[Input data Boundary: Start]

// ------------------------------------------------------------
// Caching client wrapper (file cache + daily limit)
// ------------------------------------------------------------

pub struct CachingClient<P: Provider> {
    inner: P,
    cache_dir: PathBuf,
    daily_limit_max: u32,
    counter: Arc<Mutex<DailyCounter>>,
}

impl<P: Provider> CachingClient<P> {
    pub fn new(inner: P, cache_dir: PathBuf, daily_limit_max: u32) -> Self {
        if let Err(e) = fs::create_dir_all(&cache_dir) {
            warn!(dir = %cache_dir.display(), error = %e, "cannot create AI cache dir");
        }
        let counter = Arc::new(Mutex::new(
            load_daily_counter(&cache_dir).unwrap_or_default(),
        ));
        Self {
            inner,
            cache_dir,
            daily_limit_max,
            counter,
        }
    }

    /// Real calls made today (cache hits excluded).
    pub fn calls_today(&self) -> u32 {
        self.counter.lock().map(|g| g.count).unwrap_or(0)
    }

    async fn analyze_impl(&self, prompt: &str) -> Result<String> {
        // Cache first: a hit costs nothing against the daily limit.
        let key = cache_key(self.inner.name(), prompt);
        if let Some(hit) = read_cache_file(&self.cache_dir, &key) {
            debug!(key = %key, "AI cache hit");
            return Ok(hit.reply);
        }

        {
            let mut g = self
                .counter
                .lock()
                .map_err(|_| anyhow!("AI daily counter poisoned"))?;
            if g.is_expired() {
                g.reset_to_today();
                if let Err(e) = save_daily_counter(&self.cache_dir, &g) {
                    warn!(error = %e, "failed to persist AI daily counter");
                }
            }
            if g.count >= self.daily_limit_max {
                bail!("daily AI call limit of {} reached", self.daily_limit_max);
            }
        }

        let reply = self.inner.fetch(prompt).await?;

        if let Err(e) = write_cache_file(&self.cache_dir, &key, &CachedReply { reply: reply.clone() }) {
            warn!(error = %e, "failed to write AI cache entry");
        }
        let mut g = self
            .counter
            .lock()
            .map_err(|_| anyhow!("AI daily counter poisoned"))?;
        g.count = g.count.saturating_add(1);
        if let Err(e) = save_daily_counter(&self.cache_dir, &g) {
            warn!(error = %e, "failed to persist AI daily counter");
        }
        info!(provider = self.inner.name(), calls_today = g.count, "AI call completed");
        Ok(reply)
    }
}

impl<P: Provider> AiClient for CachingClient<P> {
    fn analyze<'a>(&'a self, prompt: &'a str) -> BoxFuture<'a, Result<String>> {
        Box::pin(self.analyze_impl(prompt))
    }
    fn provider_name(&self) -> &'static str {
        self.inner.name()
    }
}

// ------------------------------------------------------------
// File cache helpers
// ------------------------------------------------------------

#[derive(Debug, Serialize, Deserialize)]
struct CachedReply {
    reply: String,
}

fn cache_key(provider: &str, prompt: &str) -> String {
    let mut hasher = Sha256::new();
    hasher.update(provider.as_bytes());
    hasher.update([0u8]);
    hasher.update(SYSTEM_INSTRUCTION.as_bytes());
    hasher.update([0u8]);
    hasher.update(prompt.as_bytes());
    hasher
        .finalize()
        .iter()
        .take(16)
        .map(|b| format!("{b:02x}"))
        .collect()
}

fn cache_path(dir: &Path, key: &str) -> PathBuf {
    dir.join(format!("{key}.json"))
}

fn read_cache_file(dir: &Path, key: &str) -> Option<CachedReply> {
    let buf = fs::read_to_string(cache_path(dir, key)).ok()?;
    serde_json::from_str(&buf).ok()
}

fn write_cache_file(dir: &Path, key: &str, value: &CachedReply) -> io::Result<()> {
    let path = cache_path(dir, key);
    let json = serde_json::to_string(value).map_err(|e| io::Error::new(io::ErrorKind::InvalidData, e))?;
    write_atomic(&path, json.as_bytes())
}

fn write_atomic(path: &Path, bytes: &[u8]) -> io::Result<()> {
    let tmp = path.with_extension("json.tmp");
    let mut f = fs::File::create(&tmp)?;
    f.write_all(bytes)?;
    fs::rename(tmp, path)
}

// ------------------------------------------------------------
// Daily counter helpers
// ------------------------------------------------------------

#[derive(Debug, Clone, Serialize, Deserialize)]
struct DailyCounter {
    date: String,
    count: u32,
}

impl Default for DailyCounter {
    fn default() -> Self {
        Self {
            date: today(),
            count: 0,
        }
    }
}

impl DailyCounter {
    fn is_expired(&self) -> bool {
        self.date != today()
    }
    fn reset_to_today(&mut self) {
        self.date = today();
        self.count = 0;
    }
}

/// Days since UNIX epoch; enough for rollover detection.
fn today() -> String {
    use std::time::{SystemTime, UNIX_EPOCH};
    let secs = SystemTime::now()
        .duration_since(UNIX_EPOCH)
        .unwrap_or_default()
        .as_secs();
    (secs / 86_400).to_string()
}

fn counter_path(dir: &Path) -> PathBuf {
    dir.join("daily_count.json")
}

[Input data Boundary: End]
[Input data Boundary: Start]

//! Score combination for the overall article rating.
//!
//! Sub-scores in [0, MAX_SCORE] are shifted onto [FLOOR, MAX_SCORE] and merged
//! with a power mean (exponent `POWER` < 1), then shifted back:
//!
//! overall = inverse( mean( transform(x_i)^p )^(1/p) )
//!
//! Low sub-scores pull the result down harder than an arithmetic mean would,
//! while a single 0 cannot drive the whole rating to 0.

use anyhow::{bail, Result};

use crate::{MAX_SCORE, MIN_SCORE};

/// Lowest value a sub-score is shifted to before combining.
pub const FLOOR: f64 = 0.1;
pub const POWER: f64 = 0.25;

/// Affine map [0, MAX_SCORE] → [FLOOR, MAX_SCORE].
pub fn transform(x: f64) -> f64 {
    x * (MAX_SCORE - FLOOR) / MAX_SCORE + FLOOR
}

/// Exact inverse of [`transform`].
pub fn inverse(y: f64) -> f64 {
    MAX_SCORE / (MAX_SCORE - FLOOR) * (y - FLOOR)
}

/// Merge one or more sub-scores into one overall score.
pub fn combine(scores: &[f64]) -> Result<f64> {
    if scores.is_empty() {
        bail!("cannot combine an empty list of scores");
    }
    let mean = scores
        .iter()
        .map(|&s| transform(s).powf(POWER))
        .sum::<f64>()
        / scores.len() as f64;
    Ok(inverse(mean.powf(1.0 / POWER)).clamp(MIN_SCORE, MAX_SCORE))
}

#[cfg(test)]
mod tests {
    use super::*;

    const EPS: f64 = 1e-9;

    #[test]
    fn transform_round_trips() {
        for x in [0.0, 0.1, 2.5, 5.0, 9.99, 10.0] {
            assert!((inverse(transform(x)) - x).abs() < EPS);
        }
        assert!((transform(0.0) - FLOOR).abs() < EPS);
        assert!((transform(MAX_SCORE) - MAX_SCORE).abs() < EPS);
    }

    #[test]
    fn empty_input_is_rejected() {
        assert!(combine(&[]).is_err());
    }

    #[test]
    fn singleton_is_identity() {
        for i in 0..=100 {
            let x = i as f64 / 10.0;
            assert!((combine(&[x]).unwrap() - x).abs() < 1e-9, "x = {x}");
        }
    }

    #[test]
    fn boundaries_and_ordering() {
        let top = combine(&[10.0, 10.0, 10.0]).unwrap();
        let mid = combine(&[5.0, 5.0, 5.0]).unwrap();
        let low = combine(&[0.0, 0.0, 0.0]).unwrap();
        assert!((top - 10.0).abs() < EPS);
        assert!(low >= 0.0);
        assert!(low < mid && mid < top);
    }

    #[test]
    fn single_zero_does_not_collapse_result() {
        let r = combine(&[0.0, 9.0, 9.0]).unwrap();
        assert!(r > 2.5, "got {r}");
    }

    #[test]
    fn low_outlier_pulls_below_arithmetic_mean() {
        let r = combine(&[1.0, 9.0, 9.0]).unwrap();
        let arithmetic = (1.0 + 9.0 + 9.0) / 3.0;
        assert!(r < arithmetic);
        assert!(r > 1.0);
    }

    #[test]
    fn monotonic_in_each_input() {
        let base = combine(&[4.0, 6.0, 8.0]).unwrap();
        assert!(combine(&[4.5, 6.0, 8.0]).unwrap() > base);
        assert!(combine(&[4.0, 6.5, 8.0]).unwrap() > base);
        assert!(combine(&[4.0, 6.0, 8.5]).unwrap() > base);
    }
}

[Input data Boundary: End]

Problem
The lines above starting at the one that contains "rating to 0." and ending at the one that contains "const EPS: f64 = 1e-9;" must be transcribed exactly, and no other lines may appear.

Task result
//! while a single 0 cannot drive the whole rating to 0.

use anyhow::{bail, Result};

use crate::{MAX_SCORE, MIN_SCORE};

/// Lowest value a sub-score is shifted to before combining.
pub const FLOOR: f64 = 0.1;
pub const POWER: f64 = 0.25;

/// Affine map [0, MAX_SCORE] → [FLOOR, MAX_SCORE].
pub fn transform(x: f64) -> f64 {
    x * (MAX_SCORE - FLOOR) / MAX_SCORE + FLOOR
}

/// Exact inverse of [`transform`].
pub fn inverse(y: f64) -> f64 {
    MAX_SCORE / (MAX_SCORE - FLOOR) * (y - FLOOR)
}

/// Merge one or more sub-scores into one overall score.
pub fn combine(scores: &[f64]) -> Result<f64> {
    if scores.is_empty() {
        bail!("cannot combine an empty list of scores");
    }
    let mean = scores
        .iter()
        .map(|&s| transform(s).powf(POWER))
        .sum::<f64>()
        / scores.len() as f64;
    Ok(inverse(mean.powf(1.0 / POWER)).clamp(MIN_SCORE, MAX_SCORE))
}

#[cfg(test)]
mod tests {
    use super::*;

    const EPS: f64 = 1e-9;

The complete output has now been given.